A gestora revisou, recentemente, a projeção para o câmbio no fim do ano de R$ 4,90 para R$ 5,00 por dólar. “Geralmente há um fluxo pior ao longo de dezembro, com saída na conta financeira. A conta comercial deve ajudar mais que nos outros anos, mas não deve neutralizar essa saída forte de dezembro. Apesar disso, mantemos uma visão construtiva para a moeda à frente.”
Damico defende que, após a sazonalidade negativa do fim do ano, é possível que vetores de apreciação do câmbio predominem à frente. “A questão do prêmio de risco ainda pode ajudar nesse aspecto, com a aprovação da reforma tributária, do projeto sobre a subvenção do ICMS, da possível manutenção da meta de déficit zero em 2024 neste ano… Vemos isso como uma melhora dos fatores de risco, o que pode ajudar o real.”
Já a Kinea Investimentos não tem visto grandes assimetrias no momento em relação ao câmbio doméstico, revela a economista Daniela Lima. “Por mais que o exportador deixe uma parte desse valor lá fora, estamos vendo uma entrada razoável de recursos. No entanto, a dinâmica do câmbio é mais do que simplesmente um reflexo desse câmbio contratado”, ressalta Lima, ao lembrar do volume expressivo do mercado de derivativos.

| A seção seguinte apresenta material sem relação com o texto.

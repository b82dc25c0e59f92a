//! Clause Builders
//!
//! One state struct per statement clause. Each validates its own input and
//! renders its own fragment; an unset clause renders as an empty string.

use crate::duration::DurationInput;
use crate::query::criteria::{Criteria, Selectable};
use crate::query::error::{QueryError, QueryResult};
use crate::timezone;
use chrono::Duration;

/// A renderable statement clause
pub(crate) trait Clause {
    /// Render the fragment, or an empty string when the clause is unset
    fn render(&self) -> String;
}

/// Reject empty names
fn validate_name(name: &str, what: &str) -> QueryResult<()> {
    if name.trim().is_empty() {
        return Err(QueryError::invalid_type(format!("{} should not be empty", what)));
    }
    Ok(())
}

/// Validate a tag list, requiring at least one entry
fn validate_tags(tags: &[String]) -> QueryResult<()> {
    if tags.is_empty() {
        return Err(QueryError::invalid_type("tags should not be empty"));
    }
    tags.iter().try_for_each(|tag| validate_name(tag, "tag"))
}

// ============================================
// SELECT
// ============================================

#[derive(Debug, Clone, Default)]
pub(crate) struct SelectClause {
    fields: Vec<String>,
}

impl SelectClause {
    pub(crate) fn push(&mut self, field: Selectable) -> QueryResult<()> {
        if let Selectable::Field(name) = &field {
            validate_name(name, "field")?;
        }
        self.fields.push(field.evaluate());
        Ok(())
    }
}

impl Clause for SelectClause {
    fn render(&self) -> String {
        if self.fields.is_empty() {
            "SELECT *".to_string()
        } else {
            format!("SELECT {}", self.fields.join(","))
        }
    }
}

// ============================================
// INTO
// ============================================

#[derive(Debug, Clone, Default)]
pub(crate) struct IntoClause {
    measurement: Option<String>,
}

impl IntoClause {
    pub(crate) fn set(&mut self, measurement: &str) -> QueryResult<()> {
        validate_name(measurement, "measurement")?;
        self.measurement = Some(measurement.to_string());
        Ok(())
    }
}

impl Clause for IntoClause {
    fn render(&self) -> String {
        self.measurement
            .as_ref()
            .map(|m| format!("INTO {}", m))
            .unwrap_or_default()
    }
}

// ============================================
// FROM
// ============================================

/// Measurement used when none was selected
const DEFAULT_MEASUREMENT: &str = "\"default\"";

#[derive(Debug, Clone, Default)]
pub(crate) struct FromClause {
    source: Option<String>,
}

impl FromClause {
    pub(crate) fn set_measurements(&mut self, measurements: &[String]) -> QueryResult<()> {
        if measurements.is_empty() {
            return Err(QueryError::invalid_type("measurements should not be empty"));
        }
        measurements
            .iter()
            .try_for_each(|m| validate_name(m, "measurement"))?;

        let quoted: Vec<String> = measurements.iter().map(|m| quote_identifier(m)).collect();
        self.source = Some(quoted.join(","));
        Ok(())
    }

    pub(crate) fn set_subquery(&mut self, statement: String) {
        self.source = Some(format!("({})", statement));
    }
}

impl Clause for FromClause {
    fn render(&self) -> String {
        format!(
            "FROM {}",
            self.source.as_deref().unwrap_or(DEFAULT_MEASUREMENT)
        )
    }
}

/// Double-quote an identifier, escaping backslashes and embedded quotes
fn quote_identifier(name: &str) -> String {
    let mut quoted = String::with_capacity(name.len() + 2);
    quoted.push('"');
    for c in name.chars() {
        if c == '\\' || c == '"' {
            quoted.push('\\');
        }
        quoted.push(c);
    }
    quoted.push('"');
    quoted
}

// ============================================
// WHERE
// ============================================

#[derive(Debug, Clone, Default)]
pub(crate) struct WhereClause {
    criteria: Vec<Criteria>,
}

impl WhereClause {
    fn validate(criteria: &[Criteria]) -> QueryResult<()> {
        if criteria.is_empty() {
            return Err(QueryError::invalid_type("criteria should not be empty"));
        }
        criteria.iter().try_for_each(Criteria::validate)
    }

    pub(crate) fn replace(&mut self, criteria: Vec<Criteria>) -> QueryResult<()> {
        Self::validate(&criteria)?;
        self.criteria = criteria;
        Ok(())
    }

    pub(crate) fn extend(&mut self, criteria: Vec<Criteria>) -> QueryResult<()> {
        Self::validate(&criteria)?;
        self.criteria.extend(criteria);
        Ok(())
    }
}

impl Clause for WhereClause {
    fn render(&self) -> String {
        if self.criteria.is_empty() {
            return String::new();
        }
        let joined = self
            .criteria
            .iter()
            .map(Criteria::evaluate)
            .collect::<Vec<_>>()
            .join(" AND ");
        format!("WHERE {}", joined)
    }
}

// ============================================
// LIMIT / OFFSET / SLIMIT / SOFFSET
// ============================================

/// A clause holding one strictly positive integer
#[derive(Debug, Clone)]
pub(crate) struct PositiveClause {
    keyword: &'static str,
    value: Option<u64>,
}

impl PositiveClause {
    pub(crate) fn new(keyword: &'static str) -> Self {
        Self {
            keyword,
            value: None,
        }
    }

    pub(crate) fn set(&mut self, value: i64) -> QueryResult<()> {
        if value <= 0 {
            return Err(QueryError::invalid_type(format!(
                "{} value must be a positive integer, got {}",
                self.keyword, value
            )));
        }
        self.value = Some(value as u64);
        Ok(())
    }
}

impl Clause for PositiveClause {
    fn render(&self) -> String {
        self.value
            .map(|n| format!("{} {}", self.keyword, n))
            .unwrap_or_default()
    }
}

// ============================================
// GROUP BY
// ============================================

/// One argument to a GROUP BY call: a tag name or a time interval
#[derive(Debug, Clone, PartialEq, Eq)]
pub enum GroupKey {
    /// Group by a tag (or `*` for all tags)
    Tag(String),
    /// Group into time buckets of this width
    Interval(Duration),
}

impl From<&str> for GroupKey {
    fn from(tag: &str) -> Self {
        Self::Tag(tag.to_string())
    }
}

impl From<String> for GroupKey {
    fn from(tag: String) -> Self {
        Self::Tag(tag)
    }
}

impl From<Duration> for GroupKey {
    fn from(interval: Duration) -> Self {
        Self::Interval(interval)
    }
}

/// Optional parts of a time-bucket grouping
#[derive(Debug, Clone, Default, PartialEq, Eq)]
pub struct RangeOptions {
    shift: Option<DurationInput>,
    fill: Option<i64>,
    tags: Vec<String>,
}

impl RangeOptions {
    /// Create empty options
    pub fn new() -> Self {
        Self::default()
    }

    /// Offset the bucket boundaries: `time(interval,shift)`
    ///
    /// A zero or negative offset is valid and renders as given.
    pub fn shift(mut self, shift: impl Into<DurationInput>) -> Self {
        self.shift = Some(shift.into());
        self
    }

    /// Value for empty buckets: `fill(n)`
    ///
    /// `fill(0)` is rendered too; only an unset fill is omitted.
    pub fn fill(mut self, fill: i64) -> Self {
        self.fill = Some(fill);
        self
    }

    /// Additional tags to group by after the time bucket
    pub fn tags<I, S>(mut self, tags: I) -> Self
    where
        I: IntoIterator<Item = S>,
        S: Into<String>,
    {
        self.tags.extend(tags.into_iter().map(Into::into));
        self
    }

    pub(crate) fn has_time_parts(&self) -> bool {
        self.shift.is_some() || self.fill.is_some()
    }
}

/// Resolved time-bucket grouping
#[derive(Debug, Clone, PartialEq, Eq)]
struct TimeBucket {
    interval: String,
    shift: Option<String>,
    fill: Option<i64>,
    tags: Vec<String>,
}

/// GROUP BY is either by tags or by time, never both
#[derive(Debug, Clone, Default, PartialEq, Eq)]
enum GroupMode {
    #[default]
    Unset,
    Tags(Vec<String>),
    Time(TimeBucket),
}

#[derive(Debug, Clone, Default)]
pub(crate) struct GroupByClause {
    mode: GroupMode,
}

impl GroupByClause {
    pub(crate) fn by_tags(&mut self, tags: Vec<String>) -> QueryResult<()> {
        validate_tags(&tags)?;
        self.mode = GroupMode::Tags(tags);
        Ok(())
    }

    pub(crate) fn by_time(&mut self, interval: DurationInput, options: RangeOptions) -> QueryResult<()> {
        if !options.tags.is_empty() {
            validate_tags(&options.tags)?;
        }
        if interval.to_duration()? <= Duration::zero() {
            return Err(QueryError::invalid_type(format!(
                "time interval must be positive, got {}",
                interval.to_literal()?
            )));
        }
        let bucket = TimeBucket {
            interval: interval.to_literal()?,
            shift: options.shift.map(|s| s.to_literal()).transpose()?,
            fill: options.fill,
            tags: options.tags,
        };
        self.mode = GroupMode::Time(bucket);
        Ok(())
    }
}

impl Clause for GroupByClause {
    fn render(&self) -> String {
        match &self.mode {
            GroupMode::Unset => String::new(),
            GroupMode::Tags(tags) => format!("GROUP BY {}", tags.join(", ")),
            GroupMode::Time(bucket) => {
                let mut clause = match &bucket.shift {
                    Some(shift) => format!("GROUP BY time({},{})", bucket.interval, shift),
                    None => format!("GROUP BY time({})", bucket.interval),
                };
                if !bucket.tags.is_empty() {
                    clause.push(',');
                    clause.push_str(&bucket.tags.join(","));
                }
                if let Some(fill) = bucket.fill {
                    clause.push_str(&format!(" fill({})", fill));
                }
                clause
            }
        }
    }
}

// ============================================
// ORDER BY
// ============================================

#[derive(Debug, Clone, Default)]
pub(crate) struct OrderByClause {
    ascending: Option<bool>,
    field: Option<String>,
}

impl OrderByClause {
    pub(crate) fn set_direction(&mut self, ascending: bool) {
        self.ascending = Some(ascending);
    }

    /// A leading `-` sorts descending
    pub(crate) fn set_field(&mut self, field: &str) -> QueryResult<()> {
        let (ascending, name) = match field.strip_prefix('-') {
            Some(name) => (false, name),
            None => (true, field),
        };
        validate_name(name, "order field")?;
        self.ascending = Some(ascending);
        self.field = Some(name.to_string());
        Ok(())
    }
}

impl Clause for OrderByClause {
    fn render(&self) -> String {
        let Some(ascending) = self.ascending else {
            return String::new();
        };
        let direction = if ascending { "ASC" } else { "DESC" };
        match &self.field {
            Some(field) => format!("ORDER BY {} {}", field, direction),
            None => format!("ORDER BY {}", direction),
        }
    }
}

// ============================================
// tz()
// ============================================

#[derive(Debug, Clone, Default)]
pub(crate) struct TimezoneClause {
    name: Option<String>,
}

impl TimezoneClause {
    pub(crate) fn set(&mut self, name: &str) -> QueryResult<()> {
        if !timezone::is_valid(name) {
            return Err(QueryError::invalid_type(format!(
                "'{}' is an invalid timezone",
                name
            )));
        }
        self.name = Some(name.to_string());
        Ok(())
    }
}

impl Clause for TimezoneClause {
    fn render(&self) -> String {
        self.name
            .as_ref()
            .map(|tz| format!("tz('{}')", tz))
            .unwrap_or_default()
    }
}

Dados da B3 apontam que, na segunda-feira, a posição comprada em dólar (aposta na alta da moeda) dos investidores estrangeiros via derivativos (dólar futuro, cupom cambial, minidólar e swap cambial) totalizava US$ 57,05 bilhões, enquanto o investidor institucional local estava vendido em dólar em US$ 10,47 bilhões. Após um ano que beneficiou moedas com diferencial de juros elevado, a Kinea não tem posições em real. “O câmbio depende não só da balança comercial, mas também de como o BC vai seguir na flexibilização monetária e, principalmente, de como o Fed vai atuar à frente”, diz Lima.